RPA 是一种等温DNA 扩增技术[45]，重组酶和引物形成蛋白-DNA混合物并启动寻找模板DNA上的同源序列；已广泛应用于多种病原微生物的快速检测，也是一种适用于现场检测的方法[46-48]。刘立兵等[49]根据PRV gB和gE基因保守区域设计引物，建立了一种在38 ℃恒温反应20 min 可实现对PRV 野毒和疫苗毒的特异性鉴别检测的双重RPA 方法，最低检测限均为102copies/μL，与荧光定量PCR 检测限一致，且检测结果符合率100%。
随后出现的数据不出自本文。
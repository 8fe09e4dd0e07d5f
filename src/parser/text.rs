use scraper::{ElementRef, Html, Node};

/// Elements whose text never renders.
const HIDDEN_TAGS: &[&str] = &["script", "style", "noscript", "template"];

/// Visible text of an HTML document, text nodes trimmed and joined by single spaces.
pub fn html_to_text(html: &str) -> String {
    let document = Html::parse_document(html);
    visible_text(document.root_element(), " ")
}

/// Text of `el` with `sep` between the trimmed, non-empty text nodes.
pub fn visible_text(el: ElementRef<'_>, sep: &str) -> String {
    let mut parts: Vec<&str> = Vec::new();
    for node in el.descendants() {
        let Node::Text(text) = node.value() else {
            continue;
        };
        let hidden = node.ancestors().any(|a| {
            a.value()
                .as_element()
                .is_some_and(|e| HIDDEN_TAGS.contains(&e.name()))
        });
        if hidden {
            continue;
        }
        let t = text.trim();
        if !t.is_empty() {
            parts.push(t);
        }
    }
    parts.join(sep)
}

/// Best-effort text out of raw PDF bytes: every byte read as a Latin-1 code point.
///
/// Not a PDF decoder. Uncompressed text streams come through legibly and the
/// field patterns tolerate the surrounding noise.
pub fn pdf_bytes_to_text(bytes: &[u8]) -> String {
    bytes.iter().map(|&b| char::from(b)).collect()
}

// ── Tests ──
use std::sync::LazyLock;

use anyhow::{Context, Result};
use scraper::{ElementRef, Html, Selector};
use tracing::info;

use super::ListingRecord;
use crate::fetcher::Fetcher;
use crate::parser::text::visible_text;

const URL: &str =
    "https://pavezlo.ru/rejtingi/rejting-marketingovyh-agentstv-2025-70-luchshih-agentstv-marketinga/";
const SOURCE: &str = "pavezlo.ru";

static HEADING: LazyLock<Selector> = LazyLock::new(|| Selector::parse("h3.wp-block-heading").unwrap());
static LIST: LazyLock<Selector> = LazyLock::new(|| Selector::parse("ol").unwrap());
static ENTRY: LazyLock<Selector> = LazyLock::new(|| Selector::parse("li a[href]").unwrap());

pub async fn scrape(fetcher: &Fetcher) -> Result<Vec<ListingRecord>> {
    let page = fetcher
        .fetch_page(URL)
        .await
        .with_context(|| format!("Listing page unavailable: {}", URL))?;
    let records = parse(&page.body);
    info!("{}: {} agencies listed", SOURCE, records.len());
    Ok(records)
}

/// Every `h3` rating section and the first `ol` after it; one record per linked entry.
pub fn parse(html: &str) -> Vec<ListingRecord> {
    let document = Html::parse_document(html);
    let mut records = Vec::new();
    let mut region: Option<String> = None;

    for el in document.root_element().descendants().filter_map(ElementRef::wrap) {
        if HEADING.matches(&el) {
            region = Some(region_from_heading(&visible_text(el, " ")));
            continue;
        }
        if !LIST.matches(&el) {
            continue;
        }
        let Some(section_region) = region.take() else {
            continue;
        };
        for a in el.select(&ENTRY) {
            let site = a.value().attr("href").unwrap_or("").trim().to_string();
            records.push(ListingRecord {
                name: visible_text(a, " "),
                region: section_region.clone(),
                rating_ref: site.clone(),
                site,
                source: SOURCE.to_string(),
                ..Default::default()
            });
        }
    }

    records
}

fn region_from_heading(heading: &str) -> String {
    let upper = heading.to_uppercase();
    if upper.contains("СПБ") {
        "Санкт-Петербург".to_string()
    } else if upper.contains("МОСКВ") {
        "Москва".to_string()
    } else {
        String::new()
    }
}

// ── Tests ──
这种方法建立的PRV双重RPA方法特异性强，敏感性高，对仪器设备要求低，操作简单，反应快速，对于我国猪群中国PRV的流行病学调查和防控具有重要意义。

2.2.5 DNA芯片

DNA芯片技术是一种大规模集成的固相杂交新技术，是指在固相支持物上原位合成寡核苷酸或DNA探针按一定序列固化于基片上的DNA阵列。寡核苷酸微阵列亦是DNA 芯片的一种。吴凤笋等[50]利用PRV gE 基因设计、构建DNA芯片，通过对探针质量浓度、杂交温度和杂交时间的筛选和优化实现1×10-6ng 级灵敏度，高出普通PCR 灵敏度10 倍。罗宁等[51]利用PRRSV、CSFV、PRV、PCV2、PPV 等10 种病毒基因的靶基因点和具有Cy3 标记的荧光标记探针制作基因芯片，并经1 006份样品符合检测，最低检测浓度可达105copies/μL，与普通PCR/RT-PCR 相比，符合率96.79%以上；该研究结果为临床开展多病原联合检测技术提供了思路。DNA 芯片技术特异性强、灵敏度高，是动物疫病诊断技术的研究热点。

3 结论

PRV 变异株导致Barthk 61 疫苗株免疫后感染出现以神经系统疾病和仔猪高死亡率为特征的PR 暴发以来，疫苗免疫效果存在缺陷，且药物治疗效果不佳，使PR的防控愈加困难；只有充分了解现有PRV检测诊断技术的灵敏度及临床中各检测方法的优缺点，才能更好地对PR 进行净化。同时，PR的监测和净化也具有重要的公共卫生意义。自首次报道以来，基于临床症状、动物接触史或血清抗体检测结果的相关研究较多见，偶见有人类感染PRV 的报道。因此，PR 的监测与净化不但有利于提高养猪行业的经济效益，也会大大降低人感染PRV的风险。